DISEC

Contact: hsmun.disec@gmail.com

 

Topic One: Addressing the Issue of Biological Weapons and Biowarfare

Having first been employed by the likes of the Hittites of Asia Minor and the Mongols centuries ago, biological weapons are defined as instruments that make use of, or help spread, infectious agents (bacteria, viruses, toxins, etc.) designed to damage people and/or human food crops. As science uncovers more biological knowledge regarding new and existing infectious agents, these may pose a legitimate threat as devastating weapons capable of ravaging huge populations.

Although the use of biological weapons may be traced to antiquity, there have been a number of high-profile cases of biowarfare in the modern era. The notorious “Unit 731” of the Japanese Army, targeted towards Chinese citizens during World War II, undertook toxic—and often lethal—human experimentation of bioweapons under the guise of “vaccinations.” The programme also dropped clay pots filled with disease-spreading fleas over populous Chinese cities. More recently, letters laced with anthrax spores were distributed through the USA in the weeks following the 9/11 attacks.

Two international treaties in 1925 and 1972 have outlawed the usage and stockpiling of biological weapons—as of July 2018; the more recent Biological and Toxin Weapons Convention (BTWC) is ratified by 181 states. However, it has not dissuaded many countries from continuing to conduct state-organized research and testing of these infectious agents—both of which are not outlawed in the current BTWC.

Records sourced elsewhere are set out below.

use chrono::{DateTime, TimeZone};
use serde::Deserialize;

pub const MAX_CONNECTIONS: usize = 3;
pub const NO_CONNECTIONS: &str = "No connections found.";
const TRAIN_EMOJI: char = '🚆';
const DEFAULT_VEHICLE: &str = "Train";

#[derive(thiserror::Error, Debug)]
pub enum DecodeError {
    #[error("{0}")]
    Json(#[from] serde_json::Error),

    #[error("The payload is not a JSON object")]
    NotAnObject,

    #[error("The \"connection\" field is not an array")]
    NotAnArray,

    #[error("Invalid epoch timestamp: {0}")]
    InvalidTimestamp(String),
}

#[derive(Deserialize)]
struct RawConnection {
    departure: RawDeparture,
    arrival: RawArrival,
}

#[derive(Deserialize)]
struct RawDeparture {
    time: String,
    vehicle: Option<String>,
}

#[derive(Deserialize)]
struct RawArrival {
    time: String,
}

/// A single journey option, as returned by the upstream API
#[derive(Debug, PartialEq, Eq)]
pub struct ConnectionRecord {
    pub departure: i64,
    pub arrival: i64,
    pub vehicle_label: String,
}

impl TryFrom<RawConnection> for ConnectionRecord {
    type Error = DecodeError;

    fn try_from(raw: RawConnection) -> Result<Self, Self::Error> {
        let vehicle = raw.departure.vehicle.as_deref().unwrap_or(DEFAULT_VEHICLE);

        Ok(Self {
            departure: parse_epoch(&raw.departure.time)?,
            arrival: parse_epoch(&raw.arrival.time)?,
            vehicle_label: vehicle_label(vehicle).to_owned(),
        })
    }
}

impl ConnectionRecord {
    pub fn render<Tz>(&self, tz: &Tz) -> Result<String, DecodeError>
    where
        Tz: TimeZone,
        Tz::Offset: std::fmt::Display,
    {
        Ok(format!(
            "{} {} dep {} arr {}",
            TRAIN_EMOJI,
            self.vehicle_label,
            wall_clock(self.departure, tz)?,
            wall_clock(self.arrival, tz)?,
        ))
    }
}

/// The reply body for the upstream payload, rendered in the local time zone
pub fn format_connections(payload: &[u8]) -> Result<String, DecodeError> {
    format_connections_in(payload, &chrono::Local)
}

pub fn format_connections_in<Tz>(payload: &[u8], tz: &Tz) -> Result<String, DecodeError>
where
    Tz: TimeZone,
    Tz::Offset: std::fmt::Display,
{
    let Some(records) = decode_connections(payload)? else {
        return Ok(NO_CONNECTIONS.to_owned());
    };

    let lines = records
        .iter()
        .map(|record| record.render(tz))
        .collect::<Result<Vec<_>, _>>()?;

    Ok(lines.join("\n"))
}

/// Decodes the first [`MAX_CONNECTIONS`] records of the payload.
///
/// returns None if the payload has no "connection" field at all,
/// records past the first few are never inspected.
pub fn decode_connections(payload: &[u8]) -> Result<Option<Vec<ConnectionRecord>>, DecodeError> {
    let root: serde_json::Value = serde_json::from_slice(payload)?;
    let root = root.as_object().ok_or(DecodeError::NotAnObject)?;

    let Some(connections) = root.get("connection") else {
        return Ok(None);
    };

    let records = connections
        .as_array()
        .ok_or(DecodeError::NotAnArray)?
        .iter()
        .take(MAX_CONNECTIONS)
        .map(|connection| -> Result<ConnectionRecord, DecodeError> {
            let raw = RawConnection::deserialize(connection)?;
            ConnectionRecord::try_from(raw)
        })
        .collect::<Result<Vec<_>, _>>()?;

    Ok(Some(records))
}

fn parse_epoch(time: &str) -> Result<i64, DecodeError> {
    time.parse::<u64>()
        .ok()
        .and_then(|epoch| i64::try_from(epoch).ok())
        .ok_or_else(|| DecodeError::InvalidTimestamp(time.to_owned()))
}

fn wall_clock<Tz>(epoch: i64, tz: &Tz) -> Result<String, DecodeError>
where
    Tz: TimeZone,
    Tz::Offset: std::fmt::Display,
{
    let utc = DateTime::from_timestamp(epoch, 0)
        .ok_or_else(|| DecodeError::InvalidTimestamp(epoch.to_string()))?;

    Ok(utc.with_timezone(tz).format("%H:%M").to_string())
}

fn vehicle_label(vehicle: &str) -> &str {
    vehicle.rsplit('.').next().unwrap_or(vehicle)
}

In particular, biological weapons may also become especially favoured by terrorist groups; they capable of incapacitating vast numbers of people and can be produced at a relatively low cost (versus comparable weapons such as bombs). Furthermore, since these agents are not obviously detectable and their effects often take a few hours to a few days to emerge, terrorists can release bioweapons discreetly and escape before raising suspicion.

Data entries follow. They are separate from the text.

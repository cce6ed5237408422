use std::{future::Future, sync::Arc, time::Duration};

use tokio::{
    io::{AsyncRead, AsyncReadExt, AsyncWrite, AsyncWriteExt},
    net::TcpListener,
    sync::Semaphore,
};

use crate::{
    command::{CommandError, RouteCommand},
    connections::{self, DecodeError},
    transit::{FetchError, TransitApi},
};

/// A command is whatever arrives in a single read of at most this many bytes
pub const MAX_COMMAND_SIZE: usize = 512;
const UPSTREAM_FAILURE: &str = "Failed to reach SNCB API";
const ACCEPT_BACKOFF: Duration = Duration::from_millis(100);

#[derive(thiserror::Error, Debug)]
pub enum RequestError {
    #[error("{0}")]
    Command(#[from] CommandError),

    #[error("{0}")]
    Fetch(#[from] FetchError),

    #[error("{0}")]
    Decode(#[from] DecodeError),
}

impl RequestError {
    /// The error line sent back to the client, upstream details are never exposed
    pub fn reply(&self) -> String {
        match self {
            Self::Command(err) => format!("ERROR: {}", err),
            Self::Fetch(_) | Self::Decode(_) => format!("ERROR: {}", UPSTREAM_FAILURE),
        }
    }
}

/// Accepts connections forever, serving each one on its own task.
///
/// With a `limit`, at most that many connections are served at once,
/// the rest wait in the listen backlog until a slot frees up.
pub async fn run(listener: TcpListener, api: Arc<dyn TransitApi>, limit: Option<usize>) {
    let slots = limit.map(|limit| Arc::new(Semaphore::new(limit)));
    let listener = &listener;

    loop {
        let permit = match &slots {
            Some(slots) => slots.clone().acquire_owned().await.ok(),
            None => None,
        };

        let (conn, peer) = accept_with_backoff(move || listener.accept()).await;

        let api = api.clone();
        tokio::spawn(async move {
            if let Err(err) = handle_connection(conn, api.as_ref()).await {
                tracing::debug!("connection with {} failed: {}", peer, err);
            }

            drop(permit);
        });
    }
}

/// Retries `accept` until it yields a connection, pausing after every failure
async fn accept_with_backoff<F, Fut, T>(mut accept: F) -> T
where
    F: FnMut() -> Fut,
    Fut: Future<Output = std::io::Result<T>>,
{
    loop {
        match accept().await {
            Ok(accepted) => return accepted,
            Err(err) => {
                tracing::warn!("failed to accept a connection: {}", err);
                tokio::time::sleep(ACCEPT_BACKOFF).await;
            }
        }
    }
}

/// Serves a single command, and closes the connection.
pub async fn handle_connection<S>(mut stream: S, api: &dyn TransitApi) -> tokio::io::Result<()>
where
    S: AsyncRead + AsyncWrite + Unpin,
{
    let mut buffer = [0u8; MAX_COMMAND_SIZE];
    let rcount = stream.read(&mut buffer).await?;
    if rcount == 0 {
        // reached EOF
        return Ok(());
    }

    let command = String::from_utf8_lossy(&buffer[..rcount]);
    let command = command.trim();
    tracing::info!("received: {}", command);

    let reply = match process_command(command, api).await {
        Ok(body) => body,
        Err(err) => {
            tracing::warn!("failed to serve {:?}: {}", command, err);
            err.reply()
        }
    };
    tracing::debug!("responded: {:?}", reply);

    stream.write_all((reply + "\n").as_bytes()).await?;
    stream.shutdown().await
}

pub async fn process_command(command: &str, api: &dyn TransitApi) -> Result<String, RequestError> {
    let route: RouteCommand = command.parse()?;
    let payload = api.connections(&route.origin, &route.destination).await?;

    Ok(connections::format_connections(&payload)?)
}
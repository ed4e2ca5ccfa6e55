use std::error::Error;
use std::fmt;
use std::sync::Arc;

use serde::Serialize;

use crate::domain::task::Task;
use crate::remote::{RemoteError, RemoteStore, RemoteTask};
use crate::session::SessionGate;
use crate::store::{StoreError, TaskStore};

use super::{SyncEvent, SyncEvents};

#[derive(Debug, Clone, Serialize, PartialEq, Eq)]
#[serde(tag = "status", rename_all = "snake_case")]
pub enum ReconcileOutcome {
    NoIdentity,
    Replaced { count: usize },
}

/// Full pull: the remote set for the current identity replaces the local
/// table wholesale. Local rows that never reached the remote, or whose
/// newer edits did not, are discarded.
pub struct Reconciler {
    store: TaskStore,
    remote: Arc<dyn RemoteStore>,
    gate: SessionGate,
    events: SyncEvents,
}

impl Reconciler {
    pub fn new(
        store: TaskStore,
        remote: Arc<dyn RemoteStore>,
        gate: SessionGate,
        events: SyncEvents,
    ) -> Self {
        Self {
            store,
            remote,
            gate,
            events,
        }
    }

    pub fn full_sync(&self) -> Result<ReconcileOutcome, ReconcileError> {
        let Some(identity) = self.gate.current_identity() else {
            log::info!("no signed-in user; skipping full sync");
            return Ok(ReconcileOutcome::NoIdentity);
        };

        let rows = self.remote.select_for_user(&identity.id)?;
        let records: Vec<Task> = rows
            .into_iter()
            .filter(|row| row.user_id == identity.id)
            .map(RemoteTask::into_synced_task)
            .collect();

        let count = self.store.replace_all(&records)?;
        log::info!("full sync replaced local tasks with {count} remote row(s)");
        self.events.emit(SyncEvent::Reconciled { count });
        Ok(ReconcileOutcome::Replaced { count })
    }
}

#[derive(Debug)]
pub enum ReconcileError {
    Remote(RemoteError),
    Store(StoreError),
}

impl fmt::Display for ReconcileError {
    fn fmt(&self, f: &mut fmt::Formatter<'_>) -> fmt::Result {
        match self {
            ReconcileError::Remote(err) => write!(f, "could not fetch remote tasks: {}", err),
            ReconcileError::Store(err) => write!(f, "could not replace local tasks: {}", err),
        }
    }
}

impl Error for ReconcileError {
    fn source(&self) -> Option<&(dyn Error + 'static)> {
        match self {
            ReconcileError::Remote(err) => Some(err),
            ReconcileError::Store(err) => Some(err),
        }
    }
}

impl From<RemoteError> for ReconcileError {
    fn from(value: RemoteError) -> Self {
        ReconcileError::Remote(value)
    }
}

impl From<StoreError> for ReconcileError {
    fn from(value: StoreError) -> Self {
        ReconcileError::Store(value)
    }
}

Much of the same knowledge gathered in the development of new drugs and vaccines may, unfortunately, be abused by others to develop biological weapons for biowarfare. Indeed, scientific experts and politicians alike are torn between guarding such exploitable information with a select few or disseminating it publicly to determine possible countermeasures to possible future threats from bioweapons.

 

The major issues for this topic are:
  • Should there be a set of guidelines to restrict and/or regulate biological weapon research and testing?
  • What measures should be taken to ensure that biological weapons do not fall into the hands of extremist groups intending to use them for terrorism?
  • Should biological information at risk of being abused by developers of bioweapons be made public, or held as a secret by select scientists?

 

Topic Two: Combating Cyber Security Threats and Cyber Warfare

In September 2015, the FBI notified the American Democratic National Committee that one of their computers was hacked and was now transmitting sensitive information across to Russia. Over the course of the next calendar year, tens of thousands of hacked Democratic emails were posted—according to the CIA, this was done intentionally by The Kremlin with the ultimate purpose of “swaying voters” in the 2016 American Presidential Campaigns.

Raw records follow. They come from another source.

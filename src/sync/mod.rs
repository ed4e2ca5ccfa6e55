use std::sync::mpsc::{self, Receiver, Sender};
use std::sync::{Arc, Mutex};
use std::thread::{self, JoinHandle};

use serde::Serialize;

use crate::domain::task::{Task, TaskPatch};
use crate::remote::{RemoteChanges, RemoteStore, RemoteTask};
use crate::session::SessionGate;
use crate::store::TaskStore;

mod reconcile;

pub use reconcile::{ReconcileError, ReconcileOutcome, Reconciler};

/// Remote call matching one local mutation, captured at dispatch time.
#[derive(Debug, Clone, PartialEq, Eq)]
pub enum PushOp {
    Create(Task),
    Update { id: String, changes: RemoteChanges },
    Complete { id: String },
    Delete { id: String },
}

impl PushOp {
    pub fn update(id: &str, patch: &TaskPatch) -> Self {
        PushOp::Update {
            id: id.to_string(),
            changes: RemoteChanges::from(patch),
        }
    }

    pub fn task_id(&self) -> &str {
        match self {
            PushOp::Create(task) => &task.id,
            PushOp::Update { id, .. } | PushOp::Complete { id } | PushOp::Delete { id } => id,
        }
    }

    pub fn kind(&self) -> PushKind {
        match self {
            PushOp::Create(_) => PushKind::Create,
            PushOp::Update { .. } => PushKind::Update,
            PushOp::Complete { .. } => PushKind::Complete,
            PushOp::Delete { .. } => PushKind::Delete,
        }
    }
}

#[derive(Debug, Clone, Copy, Serialize, PartialEq, Eq)]
#[serde(rename_all = "snake_case")]
pub enum PushKind {
    Create,
    Update,
    Complete,
    Delete,
}

impl PushKind {
    pub fn as_str(self) -> &'static str {
        match self {
            PushKind::Create => "create",
            PushKind::Update => "update",
            PushKind::Complete => "complete",
            PushKind::Delete => "delete",
        }
    }
}

#[derive(Debug, Clone, Serialize, PartialEq, Eq)]
#[serde(tag = "outcome", content = "message", rename_all = "snake_case")]
pub enum PushOutcome {
    Synced,
    Deleted,
    SkippedNoIdentity,
    Failed(String),
}

#[derive(Debug, Clone, Serialize, PartialEq, Eq)]
#[serde(tag = "event", rename_all = "snake_case")]
pub enum SyncEvent {
    Pushed {
        task_id: String,
        kind: PushKind,
        outcome: PushOutcome,
    },
    Reconciled {
        count: usize,
    },
}

/// Fan-out of sync events to any number of subscribers. Subscribers that
/// dropped their receiver are pruned on the next emit.
#[derive(Clone, Default)]
pub struct SyncEvents {
    subscribers: Arc<Mutex<Vec<Sender<SyncEvent>>>>,
}

impl SyncEvents {
    pub fn subscribe(&self) -> Receiver<SyncEvent> {
        let (tx, rx) = mpsc::channel();
        if let Ok(mut subscribers) = self.subscribers.lock() {
            subscribers.push(tx);
        }
        rx
    }

    pub fn emit(&self, event: SyncEvent) {
        if let Ok(mut subscribers) = self.subscribers.lock() {
            subscribers.retain(|tx| tx.send(event.clone()).is_ok());
        }
    }
}

/// Pushes local mutations to the remote store on detached threads.
///
/// Pushes are never queued, retried, or cancelled, and two pushes for the
/// same task may be in flight at once; whichever remote call lands last
/// wins. Handles are kept only so shutdown can wait for them.
pub struct SyncEngine {
    store: TaskStore,
    remote: Arc<dyn RemoteStore>,
    gate: SessionGate,
    events: SyncEvents,
    pushes: Mutex<Vec<PushSlot>>,
}

/// One dispatched push, in dispatch order. Finished threads are joined and
/// their outcome kept until `wait_idle` hands it out.
enum PushSlot {
    Running(JoinHandle<PushOutcome>),
    Done(PushOutcome),
}

impl PushSlot {
    fn settle(self) -> Option<PushSlot> {
        match self {
            PushSlot::Running(handle) if handle.is_finished() => {
                join_push(handle).map(PushSlot::Done)
            }
            other => Some(other),
        }
    }

    fn into_outcome(self) -> Option<PushOutcome> {
        match self {
            PushSlot::Running(handle) => join_push(handle),
            PushSlot::Done(outcome) => Some(outcome),
        }
    }
}

fn join_push(handle: JoinHandle<PushOutcome>) -> Option<PushOutcome> {
    match handle.join() {
        Ok(outcome) => Some(outcome),
        Err(_) => {
            log::error!("push thread panicked");
            None
        }
    }
}

impl SyncEngine {
    pub fn new(
        store: TaskStore,
        remote: Arc<dyn RemoteStore>,
        gate: SessionGate,
        events: SyncEvents,
    ) -> Self {
        Self {
            store,
            remote,
            gate,
            events,
            pushes: Mutex::new(Vec::new()),
        }
    }

    pub fn dispatch(&self, op: PushOp) {
        let store = self.store.clone();
        let remote = Arc::clone(&self.remote);
        let gate = self.gate.clone();
        let events = self.events.clone();

        let spawned = thread::Builder::new()
            .name(format!("push-{}", op.kind().as_str()))
            .spawn(move || {
                let outcome = execute_push(&store, remote.as_ref(), &gate, &op);
                events.emit(SyncEvent::Pushed {
                    task_id: op.task_id().to_string(),
                    kind: op.kind(),
                    outcome: outcome.clone(),
                });
                outcome
            });

        match spawned {
            Ok(handle) => match self.pushes.lock() {
                Ok(mut pushes) => {
                    let slots = std::mem::take(&mut *pushes);
                    *pushes = slots.into_iter().filter_map(PushSlot::settle).collect();
                    pushes.push(PushSlot::Running(handle));
                }
                Err(_) => log::warn!("push tracker lock poisoned; push runs untracked"),
            },
            Err(err) => log::error!("could not spawn push thread: {err}"),
        }
    }

    /// Blocks until every push dispatched so far has finished and returns
    /// their outcomes in dispatch order, including pushes that finished
    /// before this call.
    pub fn wait_idle(&self) -> Vec<PushOutcome> {
        let slots = match self.pushes.lock() {
            Ok(mut pushes) => std::mem::take(&mut *pushes),
            Err(_) => return Vec::new(),
        };
        slots.into_iter().filter_map(PushSlot::into_outcome).collect()
    }
}

/// One push attempt: resolve identity, issue the remote call, promote the
/// local row to synced on success.
pub fn execute_push(
    store: &TaskStore,
    remote: &dyn RemoteStore,
    gate: &SessionGate,
    op: &PushOp,
) -> PushOutcome {
    let task_id = op.task_id();
    let kind = op.kind().as_str();
    let Some(identity) = gate.current_identity() else {
        log::info!("no signed-in user; skipping {kind} push for task {task_id}");
        return PushOutcome::SkippedNoIdentity;
    };

    let result = match op {
        PushOp::Create(task) => remote.insert(&RemoteTask::from_task(task, &identity.id)),
        PushOp::Update { id, changes } => remote.update(id, &identity.id, changes),
        PushOp::Complete { id } => {
            let changes = RemoteChanges {
                completed: Some(true),
                ..RemoteChanges::default()
            };
            remote.update(id, &identity.id, &changes)
        }
        PushOp::Delete { id } => remote.delete(id, &identity.id),
    };

    if let Err(err) = result {
        log::warn!("{kind} push for task {task_id} failed: {err}");
        return PushOutcome::Failed(err.to_string());
    }

    if let PushOp::Delete { .. } = op {
        log::debug!("remote delete for task {task_id} acknowledged");
        return PushOutcome::Deleted;
    }

    match store.mark_synced(task_id) {
        Ok(true) => {
            log::debug!("{kind} push for task {task_id} acknowledged");
            PushOutcome::Synced
        }
        Ok(false) => {
            log::debug!("task {task_id} removed locally before its {kind} push landed");
            PushOutcome::Synced
        }
        Err(err) => {
            log::error!("could not mark task {task_id} synced: {err}");
            PushOutcome::Failed(err.to_string())
        }
    }
}

#[cfg(test)]
mod tests;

Cyberwarfare involves the deliberate disruption of computers, networks or other control systems through technological means. Often, the end goals of such actions pertain to espionage, sabotage, tampering or hijacking. With the increasing digitization of essential processes among governments and large companies—for example, using emails instead of a postal service—comes a more significant potential for an emergency should these systems be compromised.

While physical, “bloody” consequences do not arise through cyber warfare, in the modern era cyber attacks are usually the first form of offensive action taken in conflict—it is a devastating complement to warfare when integrated into combat strategy. As such, many countries have invested heavily in fortifying their digital intelligence network, and a select few countries such as China, Iran and North Korea are rumoured to have perfected “offensive techniques” capable of infiltrating the most secure of technologies.

Among theft of confidential information and messages, potential attacks may rend websites unavailable to users, shut down entire energy grids, or encrypt crucial information.

In the same breath, countries are not the only ones vulnerable to cybersecurity threats; from air traffic controllers, to transnational banking institutions, to average internet users, cybercrime is already responsible for a 0.8% shrink in the global economy (as reported by cybersecurity firm ElevenPaths). Many of these threats are malware created by third-parties and hackers, and their mutability makes them a nightmare for more computer experts to deal with.

The UN has never passed a serious resolution on the topic of cyber warfare and cybersecurity in its existence, something secretary general Antonio Guterres sorely laments. Now, at this current rate of technological advancement, this is not something worth being postponed any longer.

 

The major issues for this topic are:
  • What deterrents, if any, should be put in place to dissuade the usage of cyber warfare between nation-states?
  • How can countries, companies and average citizens be protected from third-party malware created by hackers?